On the other hand “The Boy in the Striped Pyjamas” is about Bruno. Like Felix he is 9 unlike Felix he is the son of a German officer who works for “The Fury” and has just been sent to “Out-With”. After Felix who grew and learnt and lost his innocence Bruno is hard to take. He acts far younger than 9 and shows no understanding of the world. I get that kids can be sheltered but for a 9 year old German to not know “The Fuhrer” and not understand why Schmuel the young boy from “out-with” who he speaks to through the fence at the back of his new house isn’t allowed out to play with him just seems too much.
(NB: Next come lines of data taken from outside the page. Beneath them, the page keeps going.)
//! Feature reconstruction
//!
//! Splices one query observation into a disposable copy of the historical
//! series and recomputes every temporal feature the model was trained on.
//! The stored series is never touched.

use crate::window;
use forecast_spi::{
    DerivedFeatures, DerivedRow, DuplicateYearPolicy, FeatureSpec, FeatureVector, ForecastError,
    HistoricalSeries, Observation, Result,
};
use tracing::debug;

/// Trailing window of the short rolling average
pub const SHORT_WINDOW: usize = 3;
/// Trailing window of the long rolling average and of the trend slope
pub const LONG_WINDOW: usize = 5;
/// Present values required before a trend slope is emitted
pub const SLOPE_MIN_PERIODS: usize = 3;

/// Rebuilds the model's feature vector for a single query year.
#[derive(Debug, Clone, Copy, Default)]
pub struct FeatureReconstructor {
    policy: DuplicateYearPolicy,
}

impl FeatureReconstructor {
    pub fn new(policy: DuplicateYearPolicy) -> Self {
        Self { policy }
    }

    pub fn policy(&self) -> DuplicateYearPolicy {
        self.policy
    }

    /// Merge the observation into a copy of the series, sorted by year.
    ///
    /// A historical row with the same year is replaced or the request is
    /// rejected, depending on the duplicate-year policy.
    pub fn merge(
        &self,
        series: &HistoricalSeries,
        observation: Observation,
    ) -> Result<Vec<Observation>> {
        let year = observation.year;
        let mut merged: Vec<Observation> = series
            .iter()
            .filter(|o| o.year != year)
            .cloned()
            .collect();

        if merged.len() != series.len() {
            match self.policy {
                DuplicateYearPolicy::Reject => return Err(ForecastError::DuplicateYear(year)),
                DuplicateYearPolicy::Replace => {
                    debug!(year, "query year replaces historical row");
                }
            }
        }

        merged.push(observation);
        merged.sort_by_key(|o| o.year);
        Ok(merged)
    }

    /// Compute derived features for every row of a merged series.
    ///
    /// Rows must already be sorted by year; features only look at the current
    /// and preceding positions.
    pub fn derive_rows(merged: Vec<Observation>) -> Vec<DerivedRow> {
        let mmr: Vec<Option<f64>> = merged.iter().map(|o| o.mmr).collect();

        let lag_1 = window::lag(&mmr, 1);
        let lag_2 = window::lag(&mmr, 2);
        let avg_3 = window::rolling_mean(&mmr, SHORT_WINDOW);
        let avg_5 = window::rolling_mean(&mmr, LONG_WINDOW);
        let slope = window::trailing_slope(&mmr, LONG_WINDOW, SLOPE_MIN_PERIODS);

        merged
            .into_iter()
            .enumerate()
            .map(|(i, observation)| {
                let derived = DerivedFeatures {
                    mmr_lag_1: lag_1[i],
                    mmr_lag_2: lag_2[i],
                    mmr_3yr_avg: avg_3[i],
                    mmr_5yr_avg: avg_5[i],
                    trend_slope: slope[i],
                };
                DerivedRow::new(observation, derived)
            })
            .collect()
    }

    /// Derived row for the query year.
    ///
    /// Fails with [`ForecastError::InsufficientData`] unless both lag features
    /// are present, since the model cannot run without them.
    pub fn reconstruct(
        &self,
        series: &HistoricalSeries,
        observation: Observation,
    ) -> Result<DerivedRow> {
        let year = observation.year;
        let merged = self.merge(series, observation)?;

        let row = Self::derive_rows(merged)
            .into_iter()
            .find(|row| row.year() == year)
            .ok_or_else(|| {
                ForecastError::Internal(format!("query year {} missing after merge", year))
            })?;

        if row.derived.mmr_lag_1.is_none() || row.derived.mmr_lag_2.is_none() {
            debug!(year, "lag features unavailable for query year");
            return Err(ForecastError::InsufficientData { year });
        }

        Ok(row)
    }

    /// Reconstruct and extract the feature spec's fields, in its order.
    pub fn reconstruct_features(
        &self,
        series: &HistoricalSeries,
        observation: Observation,
        spec: &FeatureSpec,
    ) -> Result<FeatureVector> {
        let row = self.reconstruct(series, observation)?;
        Ok(FeatureVector::from_row(spec, &row))
    }
}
At one stage the two boys compare the symbols that Schmuel wears on his arm to the one Bruno’s father wears. Schmuel explains he wears the star because he is a Jew which leads Bruno to wonder if he could be Jewish and why his father wears the spidery symbol instead. I see what John Boyne’s is trying to do and when the book ends it ends powerfully and horribly but it just doesn’t work for me. And i’m not sure if that’s because of reading it so soon after Gleitzman’s trilogy or if it would’ve been the same if I had read it first. Although I do remember Bruno bugging me with his ridiculous questions in the movie as well.